É óbvio, porém, que o “mercado” (eufemismo usado pela direita e a esquerda pequeno-burguesa para se referir aos banqueiros), mesmo atendido pelo Plano Haddad, manterá sua pressão contra o governo Lula, que, sabidamente, não tem condições políticas de atender aos interesses dessa corja de criminosos. O direitismo de Cantalice, porém, é tamanho que até para identificar quem são esses inimigos do povo, seu artigo falha:
“O mercado financeiro, ao especular contra o real, flerta com a insatisfação popular. Entretanto, como um setor minoritário da sociedade civil e, inclusive, do mundo empresarial, eles sabem que a hora de coçar o bolso se aproxima — e é isso que eles temem.
Já o extremismo direitista, envolvido até o último fio de cabelo na trama golpista, se agarra na especulação rentista como tábua de salvação. Não adiantará! A solidez da economia os derrotará.”
Não é o “extremismo direitista” o inimigo do governo Lula, mas a direita de conjunto, especialmente a ala centrista, falida politicamente, mas ainda não enterrada devido à loucura de uma parte da esquerda, que dá guarida a esse setor sob o rótulo da Frente Ampla. Sendo um defensor dessa aliança derrotista, Cantalice não faz outra coisa além de defender o programa do “mercado”, que, finalmente, é o programa da direita tradicional e é o que foi proposto pelo Plano Haddad.
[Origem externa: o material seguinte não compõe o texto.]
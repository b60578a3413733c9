//! Cost-optimal solver for Multi-Agent Path Finding with Matching (MAPFM).
//!
//! Agents must each reach *some* goal of their own color; the assignment of
//! agents to same-colored goals is free. The engine combines:
//!
//! - **EPEA\***: partial-expansion A* over joint states, generating only the
//!   children whose surplus Δf matches the parent's current target;
//! - an **operator selection function** precomputed per color and cell,
//!   listing moves bundled by Δf;
//! - a pruned **operator finder** that assembles joint moves hitting a Δf
//!   target exactly;
//! - **independence detection**, which solves agents in minimal groups and
//!   merges groups only when their paths conflict.
//!
//! Construct a [`MatchingSolver`] from a validated [`mapfm_core::Problem`]
//! and call [`MatchingSolver::solve`] with an optional cost bound.

mod cat;
mod epeastar;
mod heuristic;
mod independence;
mod node;
mod operator_finder;
mod osf;
mod search_problem;
mod solver;
mod stats;

pub use cat::{Cat, PathSet};
pub use epeastar::{EpeaStar, UNBOUNDED};
pub use heuristic::{ColorHeuristic, INFINITE};
pub use independence::IdSolver;
pub use node::State;
pub use operator_finder::{OperatorFinder, NO_NEXT_TARGET};
pub use osf::{Osf, OsfRow, OsfTable};
pub use search_problem::{Child, SearchProblem};
pub use solver::{MatchingSolver, Solution, Strategy};
pub use stats::SolverStats;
Ao contrário do que fantasia o dirigente petista, porém, a manutenção desse alinhamento político não produzirá a derrota da direita, mas a do governo Lula, que segue travado na tentativa de aplicar o seu próprio programa, uma situação que permanecerá enquanto essa política econômica não for derrotada e der lugar a um programa que satisfaça os interesses dos trabalhadores.